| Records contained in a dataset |

Content starts

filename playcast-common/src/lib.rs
//! # Playcast Common Library
//!
//! Shared building blocks for the Playcast services: the playable item model,
//! player events and event bus, common error types, and configuration
//! resolution.

pub mod config;
pub mod error;
pub mod events;
pub mod model;

pub use error::{Error, Result};
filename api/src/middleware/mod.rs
pub mod cors;
pub mod trace;
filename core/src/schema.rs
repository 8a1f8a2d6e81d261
//! Declarative tool parameter descriptors.
//!
//! Each tool declares its parameters as a list of [`ParamSpec`]s. The same
//! list drives input validation ([`validate`]), default merging
//! ([`apply_defaults`]) and the JSON Schema published through `tools/list`
//! ([`json_schema`]).

use serde_json::{Map, Value, json};

use crate::error::FieldIssue;

#[derive(Debug, Clone, Copy, PartialEq, Eq)]
pub enum ParamKind {
    String,
    Integer,
    Boolean,
    /// Multi-valued filter; sent upstream as a repeated query key.
    StringList,
}

impl ParamKind {
    fn expected(self) -> &'static str {
        match self {
            ParamKind::String => "expected a string",
            ParamKind::Integer => "expected an integer",
            ParamKind::Boolean => "expected a boolean",
            ParamKind::StringList => "expected a string or an array of strings",
        }
    }
}

#[derive(Debug, Clone)]
pub struct ParamSpec {
    pub name: &'static str,
    pub kind: ParamKind,
    pub description: &'static str,
    pub required: bool,
    pub default: Option<Value>,
    pub allowed: &'static [&'static str],
    pub min: Option<i64>,
    pub max: Option<i64>,
    /// The value becomes a URL path segment: non-blank and not a dot segment.
    pub path_segment: bool,
}

impl ParamSpec {
    fn new(name: &'static str, kind: ParamKind, description: &'static str) -> Self {
        Self {
            name,
            kind,
            description,
            required: false,
            default: None,
            allowed: &[],
            min: None,
            max: None,
            path_segment: false,
        }
    }

    pub fn string(name: &'static str, description: &'static str) -> Self {
        Self::new(name, ParamKind::String, description)
    }

    pub fn integer(name: &'static str, description: &'static str) -> Self {
        Self::new(name, ParamKind::Integer, description)
    }

    pub fn boolean(name: &'static str, description: &'static str) -> Self {
        Self::new(name, ParamKind::Boolean, description)
    }

    pub fn string_list(name: &'static str, description: &'static str) -> Self {
        Self::new(name, ParamKind::StringList, description)
    }

    pub fn required(mut self) -> Self {
        self.required = true;
        self
    }

    pub fn default_value(mut self, value: impl Into<Value>) -> Self {
        self.default = Some(value.into());
        self
    }

    pub fn one_of(mut self, allowed: &'static [&'static str]) -> Self {
        self.allowed = allowed;
        self
    }

    pub fn min(mut self, min: i64) -> Self {
        self.min = Some(min);
        self
    }

    pub fn max(mut self, max: i64) -> Self {
        self.max = Some(max);
        self
    }

    pub fn path_segment(mut self) -> Self {
        self.path_segment = true;
        self
    }

    fn property_schema(&self) -> Value {
        let mut schema = match self.kind {
            ParamKind::String => json!({ "type": "string" }),
            ParamKind::Integer => json!({ "type": "integer" }),
            ParamKind::Boolean => json!({ "type": "boolean" }),
            ParamKind::StringList => json!({
                "anyOf": [
                    { "type": "string" },
                    { "type": "array", "items": { "type": "string" } }
                ]
            }),
        };
        schema["description"] = Value::String(self.description.to_string());
        if !self.allowed.is_empty() {
            match self.kind {
                ParamKind::StringList => {
                    schema["anyOf"][0]["enum"] = json!(self.allowed);
                    schema["anyOf"][1]["items"]["enum"] = json!(self.allowed);
                }
                _ => schema["enum"] = json!(self.allowed),
            }
        }
        if let Some(min) = self.min {
            schema["minimum"] = json!(min);
        }
        if let Some(max) = self.max {
            schema["maximum"] = json!(max);
        }
        if let Some(default) = &self.default {
            schema["default"] = default.clone();
        }
        if self.path_segment && self.kind == ParamKind::String {
            schema["minLength"] = json!(1);
        }
        schema
    }

    /// Check a caller-supplied value and return its normalized form.
    fn check(&self, value: &Value) -> Result<Value, String> {
        let normalized = match self.kind {
            ParamKind::String => {
                let text = match value {
                    Value::String(s) => s.clone(),
                    Value::Number(n) => n.to_string(),
                    _ => return Err(self.kind.expected().to_string()),
                };
                if self.path_segment {
                    let trimmed = text.trim();
                    if trimmed.is_empty() {
                        return Err("must not be blank".to_string());
                    }
                    if trimmed == "." || trimmed == ".." {
                        return Err(format!("'{trimmed}' is not a valid identifier"));
                    }
                    Value::String(trimmed.to_string())
                } else {
                    Value::String(text)
                }
            }
            ParamKind::Integer => {
                let parsed = match value {
                    Value::Number(n) => n
                        .as_i64()
                        .or_else(|| n.as_f64().filter(|f| f.fract() == 0.0).map(|f| f as i64)),
                    Value::String(s) => s.trim().parse::<i64>().ok(),
                    _ => None,
                };
                let Some(parsed) = parsed else {
                    return Err(self.kind.expected().to_string());
                };
                if let Some(min) = self.min.filter(|min| parsed < *min) {
                    return Err(format!("must be >= {min}"));
                }
                if let Some(max) = self.max.filter(|max| parsed > *max) {
                    return Err(format!("must be <= {max}"));
                }
                json!(parsed)
            }
            ParamKind::Boolean => match value {
                Value::Bool(b) => Value::Bool(*b),
                Value::String(s) if s.eq_ignore_ascii_case("true") => Value::Bool(true),
                Value::String(s) if s.eq_ignore_ascii_case("false") => Value::Bool(false),
                _ => return Err(self.kind.expected().to_string()),
            },
            ParamKind::StringList => {
                let items: Vec<String> = match value {
                    Value::String(s) => s
                        .split(',')
                        .map(str::trim)
                        .filter(|item| !item.is_empty())
                        .map(ToOwned::to_owned)
                        .collect(),
                    Value::Array(values) => {
                        let mut items = Vec::with_capacity(values.len());
                        for item in values {
                            let Some(item) = item.as_str() else {
                                return Err(self.kind.expected().to_string());
                            };
                            items.push(item.to_string());
                        }
                        items
                    }
                    _ => return Err(self.kind.expected().to_string()),
                };
                if items.is_empty() {
                    return Err("must contain at least one value".to_string());
                }
                json!(items)
            }
        };

        if !self.allowed.is_empty() {
            let candidates: Vec<&str> = match &normalized {
                Value::String(s) => vec![s.as_str()],
                Value::Array(items) => items.iter().filter_map(Value::as_str).collect(),
                _ => Vec::new(),
            };
            let rejected = candidates
                .iter()
                .find(|candidate| !self.allowed.iter().any(|allowed| *allowed == **candidate));
            if let Some(bad) = rejected {
                return Err(format!(
                    "'{bad}' is not one of: {}",
                    self.allowed.join(", ")
                ));
            }
        }

        Ok(normalized)
    }
}

/// Input that passed validation against a tool's parameter list.
#[derive(Debug, Clone, Default, PartialEq)]
pub struct ValidatedInput(Map<String, Value>);

impl ValidatedInput {
    pub fn get(&self, name: &str) -> Option<&Value> {
        self.0.get(name)
    }

    pub fn str(&self, name: &str) -> Option<&str> {
        self.0.get(name).and_then(Value::as_str)
    }

    pub fn i64(&self, name: &str) -> Option<i64> {
        self.0.get(name).and_then(Value::as_i64)
    }

    pub fn as_map(&self) -> &Map<String, Value> {
        &self.0
    }
}

#[derive(Debug, Clone, PartialEq, thiserror::Error)]
#[error("invalid arguments: {}", summarize(.issues))]
pub struct ValidationError {
    pub issues: Vec<FieldIssue>,
}

impl ValidationError {
    pub fn single(field: impl Into<String>, message: impl Into<String>) -> Self {
        Self {
            issues: vec![FieldIssue::new(field, message)],
        }
    }
}

fn summarize(issues: &[FieldIssue]) -> String {
    issues
        .iter()
        .map(|issue| format!("{} {}", issue.field, issue.message))
        .collect::<Vec<_>>()
        .join("; ")
}

/// Protocol-facing JSON Schema for a parameter list.
pub fn json_schema(params: &[ParamSpec]) -> Value {
    let properties: Map<String, Value> = params
        .iter()
        .map(|param| (param.name.to_string(), param.property_schema()))
        .collect();
    let required: Vec<&str> = params
        .iter()
        .filter(|param| param.required)
        .map(|param| param.name)
        .collect();

    let mut schema = json!({
        "type": "object",
        "properties": properties,
        "additionalProperties": false
    });
    if !required.is_empty() {
        schema["required"] = json!(required);
    }
    schema
}

/// Fill declared defaults for absent (or null) fields. Caller values win.
///
/// Non-object input is returned untouched so that [`validate`] reports it.
pub fn apply_defaults(params: &[ParamSpec], input: Value) -> Value {
    let mut map = match input {
        Value::Object(map) => map,
        Value::Null => Map::new(),
        other => return other,
    };
    for param in params {
        let Some(default) = &param.default else {
            continue;
        };
        let missing = map.get(param.name).is_none_or(Value::is_null);
        if missing {
            map.insert(param.name.to_string(), default.clone());
        }
    }
    Value::Object(map)
}

/// Validate raw input against a parameter list, collecting every issue.
pub fn validate(params: &[ParamSpec], input: &Value) -> Result<ValidatedInput, ValidationError> {
    let empty = Map::new();
    let object = match input {
        Value::Object(map) => map,
        Value::Null => &empty,
        _ => return Err(ValidationError::single("arguments", "expected an object")),
    };

    let mut issues = Vec::new();
    for key in object.keys() {
        if !params.iter().any(|param| param.name == key) {
            issues.push(FieldIssue::new(key.clone(), "is not a recognized parameter"));
        }
    }

    let mut validated = Map::new();
    for param in params {
        match object.get(param.name) {
            None | Some(Value::Null) => {
                if param.required {
                    issues.push(FieldIssue::new(param.name, "is required"));
                }
            }
            Some(value) => match param.check(value) {
                Ok(normalized) => {
                    validated.insert(param.name.to_string(), normalized);
                }
                Err(message) => issues.push(FieldIssue::new(param.name, message)),
            },
        }
    }

    if issues.is_empty() {
        Ok(ValidatedInput(validated))
    } else {
        Err(ValidationError { issues })
    }
}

Content ends

| Exercise prompt |
Read through the entries above, and wherever a line holds the string "Result", copy it.

| Output |
pub use error::{Error, Result};
    fn check(&self, value: &Value) -> Result<Value, String> {
pub fn validate(params: &[ParamSpec], input: &Value) -> Result<ValidatedInput, ValidationError> {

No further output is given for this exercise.